Kein Leser entgeht der Information, dass die Autorin dieses Romans im 'Hauptberuf' Oberstaatsanwältin ist. Frau Wolff hat zudem Interviews gegeben und Essays publiziert, in denen sie den Zusammenhang von Literatur und Leben, von Wirklichkeit und Kriminalliteratur thematisiert und den Krimi zum 'Gesellschaftsroman' nobilitiert, in dem sie Wissen und Erfahrung aus der Arbeit der Strafverfolgung verarbeitet.

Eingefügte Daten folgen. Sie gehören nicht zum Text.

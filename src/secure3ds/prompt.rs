use crate::{Error, Result};
use dialoguer::Input;
use secrecy::SecretString;

/// The human side of a step-up.
pub trait Prompt {
    /// Tell the operator what is going on (which method, waiting for the app).
    fn notify(&self, message: &str);

    /// Block until the operator typed the one-time code.
    ///
    /// # Errors
    /// Returns [`Error::Prompt`] if the terminal cannot be read.
    fn read_code(&self) -> Result<SecretString>;
}

/// Prompts on the controlling terminal.
#[derive(Debug, Default, Clone, Copy)]
pub struct TerminalPrompt;

impl Prompt for TerminalPrompt {
    fn notify(&self, message: &str) {
        eprintln!("{message}");
    }

    fn read_code(&self) -> Result<SecretString> {
        let code: String = Input::new()
            .with_prompt("Enter code")
            .interact_text()
            .map_err(|e| Error::Prompt(e.to_string()))?;

        Ok(SecretString::from(code.trim().to_string()))
    }
}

Man wird noch einmal an E. T. A. Hoffmann erinnert - und an seinen loyalen Freund Julius Eduard Hitzig, der zwar kaum Verständnis für die Fantasie des Kammergerichtsrats hatte, aber keine Gelegenheit verstreichen ließ zu bestätigen, dass Hoffmann Literatur und Amt sehr wohl zu trennen wusste. Trotzdem liest man seine amtlichen Schriften bis heute mit Spannung und Gewinn. Man möchte Frau Wolff wünschen, dass sie wenigstens in ihren Krimis die Zügel des Beamtenrechts schießen ließe, auch wenn dann der Beamtenalltag etwas weniger realistisch ins Bild käme.


Titelbild

Gabriele Wolff: Ein dunkles Gefühl. Kriminalroman.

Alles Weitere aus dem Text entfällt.